The resulting animals have abnormalities during development (which is why 95 per cent or more of cloned embryos abort), at birth (‘large offspring syndrome’), or later in life (even seemingly normal mice often develop obesity, die prematurely, or develop more tumours than controls).
Interestingly, cloning to produce stem cells may be safer because the genes that cause the cloned embryos to be abnormal are not important for the derivation of embryonic stem cell (there is no foetal development).
In addition, the isolation of embryonic stem cells is a selection process where ‘normal’ cells will grow out into an embryonic stem cell line whereas ‘abnormal’ (not fully reprogrammed cells) will be selected against.
The response to fears about reproductive cloning is not to ban cloning. It is to ban reproductive cloning. The UK has already banned reproductive cloning, and any scientist in the UK who lets a cybrid develop longer than 14 days would face criminal charges.

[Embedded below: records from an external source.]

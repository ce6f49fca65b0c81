use async_trait::async_trait;
use parking_lot::RwLock;
use std::collections::HashMap;
use std::path::Path;
use tracing::info;

use super::{LedgerClient, LedgerError};
use crate::{
    core::identity::{Fingerprint, RecordFields},
    utils::error::{Result, VerifyError},
};

/// An in-process registry, loaded from a JSON object mapping fingerprints to
/// records. Useful offline and in tests.
#[derive(Default)]
pub struct MemoryLedger {
    records: RwLock<HashMap<Fingerprint, RecordFields>>,
}

impl MemoryLedger {
    pub fn new() -> Self {
        Self::default()
    }

    pub async fn from_json_file(path: &Path) -> Result<Self> {
        let contents = tokio::fs::read_to_string(path).await?;
        let records: HashMap<Fingerprint, RecordFields> = serde_json::from_str(&contents)
            .map_err(|e| {
                VerifyError::Config(format!("invalid ledger file {}: {}", path.display(), e))
            })?;
        info!("Loaded {} ledger records from {}", records.len(), path.display());
        Ok(Self {
            records: RwLock::new(records),
        })
    }

    pub fn register(&self, fingerprint: Fingerprint, fields: RecordFields) {
        self.records.write().insert(fingerprint, fields);
    }

    pub fn len(&self) -> usize {
        self.records.read().len()
    }

    pub fn is_empty(&self) -> bool {
        self.records.read().is_empty()
    }
}

#[async_trait]
impl LedgerClient for MemoryLedger {
    async fn lookup(&self, fingerprint: &Fingerprint) -> std::result::Result<bool, LedgerError> {
        Ok(self.records.read().contains_key(fingerprint))
    }

    async fn fetch_record(
        &self,
        fingerprint: &Fingerprint,
    ) -> std::result::Result<RecordFields, LedgerError> {
        // Unregistered fingerprints read back as an all-empty tuple, as the
        // contract's default storage would.
        Ok(self
            .records
            .read()
            .get(fingerprint)
            .cloned()
            .unwrap_or_default())
    }
}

To ban this research because of fears about reproductive cloning or creation of human-nonhuman chimeras is not just to throw the baby out with the bath water. It is possibly to throw millions of babies out.
When it comes to research into lethal diseases, time is not only money; it is human lives. There is a moral imperative to facilitate cybrid research.
Professor Julian Savulescu is Director of the Oxford Uehiro Centre for Practical Ethics and the Programme on the Ethics of the New Biosciences, 21st Century School, University of Oxford.